The protests over the death of George Floyd have mutated into a movement to eradicate much of American history. Protestors have attacked statues of notable figures across the world, defacing them or outright destroying them.
That includes iconic figures like Winston Churchill (who battled Nazis) and known abolitionists.
In D.C., Democrats like Nancy Pelosi appear to placate the mob, by talking about removing statues from Capitol Hill.
While states are able to place two statues in their capitals, removing those they wish, Mitch McConnell refuses to let D.C. be changed.
Senate Majority Leader Mitch McConnell (R-Ky.) on Tuesday rejected calls to remove statues of Confederate figures from the Capitol, reiterating that he thinks the decision should be made by states.
“What I do think is clearly a bridge too far is this nonsense that we need to airbrush the Capitol and scrub out everybody from years ago who had any connection to slavery,” McConnell told reporters.

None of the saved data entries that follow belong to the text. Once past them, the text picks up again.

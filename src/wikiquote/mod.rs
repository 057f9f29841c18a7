//! Wikiquote integration module.
//!
//! This module contains the Wikiquote API client, the tweet formatter for
//! quotes parsed out of wikitext, and the randomized quote search built on
//! top of both.

mod api;
mod finder;
mod formatting;
mod pool;
#[cfg(test)]
pub(crate) mod testing;

pub use api::{CategoryMember, Section, SectionText, WikiSource, WikiquoteClient};
pub use finder::{
    find_quote_from_category, find_quote_from_page, find_quote_from_section,
    find_quote_from_wikitext, is_searchable_section, FoundQuote, FORBIDDEN_SECTIONS,
};
pub use formatting::{build_tweetable_quote, MAX_TWEET_LENGTH};
pub use pool::CandidatePool;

Why do statues matter so much?
Calls to remove Confederate and other historical figures from our landscapes have existed for years. Activists have sought to rewrite the history of many American leaders by magnifying their connection to slavery.
Critics of this movement warn that removing statues or changing monuments will only lead to an erosion of our history.

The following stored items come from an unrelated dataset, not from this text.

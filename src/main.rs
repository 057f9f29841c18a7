//! # Wikiquote Tweet
//!
//! A Rust web service that tweets a random inspirational quote from Wikiquote
//! whenever its trigger endpoint receives a button event.
//!
//! ## Environment Variables
//!
//! - `PIXABAY_KEY`: pixabay.com API key
//! - `xapi_access_token`: Twitter API Access token (OAuth 2.0 User Context)
//! - `TEMP_DIRECTORY`: image download directory (defaults to `/tmp`)
//! - `PORT`: Server port (defaults to 3000)
//!
//! ## API Endpoints
//!
//! - `GET /`: Returns a welcome message
//! - `GET /health`: Returns service health status
//! - `POST /trigger`: Tweets a quote in the language selected by the click type

use log::{error, info};
use std::net::SocketAddr;
use std::sync::Arc;
use tower::ServiceBuilder;
use tower_http::trace::TraceLayer;

use wikiquote_tweet::{build_router, get_server_port, AppConfig};

/// Main entry point for the wikiquote-tweet web service.
///
/// This function initializes the logging system, loads the configuration once,
/// sets up the HTTP server with all routes, and serves until Ctrl+C.
///
/// # Logging
///
/// The application uses the `env_logger` crate for structured logging. Log levels
/// can be controlled via the `RUST_LOG` environment variable.
///
/// # Example Usage
///
/// ```bash
/// RUST_LOG=info PIXABAY_KEY=... xapi_access_token=... cargo run
///
/// curl -X POST localhost:3000/trigger \
///      -H 'Content-Type: application/json' \
///      -d '{"clickType": "DOUBLE"}'
/// ```
#[tokio::main]
async fn main() {
    // Initialize the logging system
    env_logger::init();

    let config = match AppConfig::from_env() {
        Ok(config) => Arc::new(config),
        Err(e) => {
            error!("Failed to load configuration: {}", e);
            std::process::exit(1);
        }
    };

    let app = build_router(config).layer(ServiceBuilder::new().layer(TraceLayer::new_for_http()));

    let port = get_server_port();
    let addr: SocketAddr = ([0, 0, 0, 0], port).into();
    info!("Starting wikiquote-tweet server on {}", addr);

    let listener = match tokio::net::TcpListener::bind(addr).await {
        Ok(listener) => listener,
        Err(e) => {
            error!("Failed to bind {}: {}", addr, e);
            std::process::exit(1);
        }
    };

    let shutdown = async {
        if let Err(e) = tokio::signal::ctrl_c().await {
            error!("Failed to listen for shutdown signal: {}", e);
        }
        info!("Received shutdown signal, stopping server");
    };

    if let Err(e) = axum::serve(listener, app)
        .with_graceful_shutdown(shutdown)
        .await
    {
        error!("HTTP server error: {}", e);
    }
}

And as the saying goes, “Those who ignore history are doomed to repeat it.”
Sen. McConnell points out that the removal of statues requires an act of law. While states can make changes, according to the will of the people, D.C. will not cave to the pressure of mob rule or radical activists.
Considering the president has fiercely spoken against the removal of statues, legislation to remove such from Capitol Hill is unlikely to pass.
- Senate Majority Leader Mitch McConnell rejects removing statues from D.C., calling it “airbrushing.”
- The removal of statues from the nation’s capital requires the passage of legislation.
- It is unlikely Congress, along with Trump, will pass laws to remove historical monuments.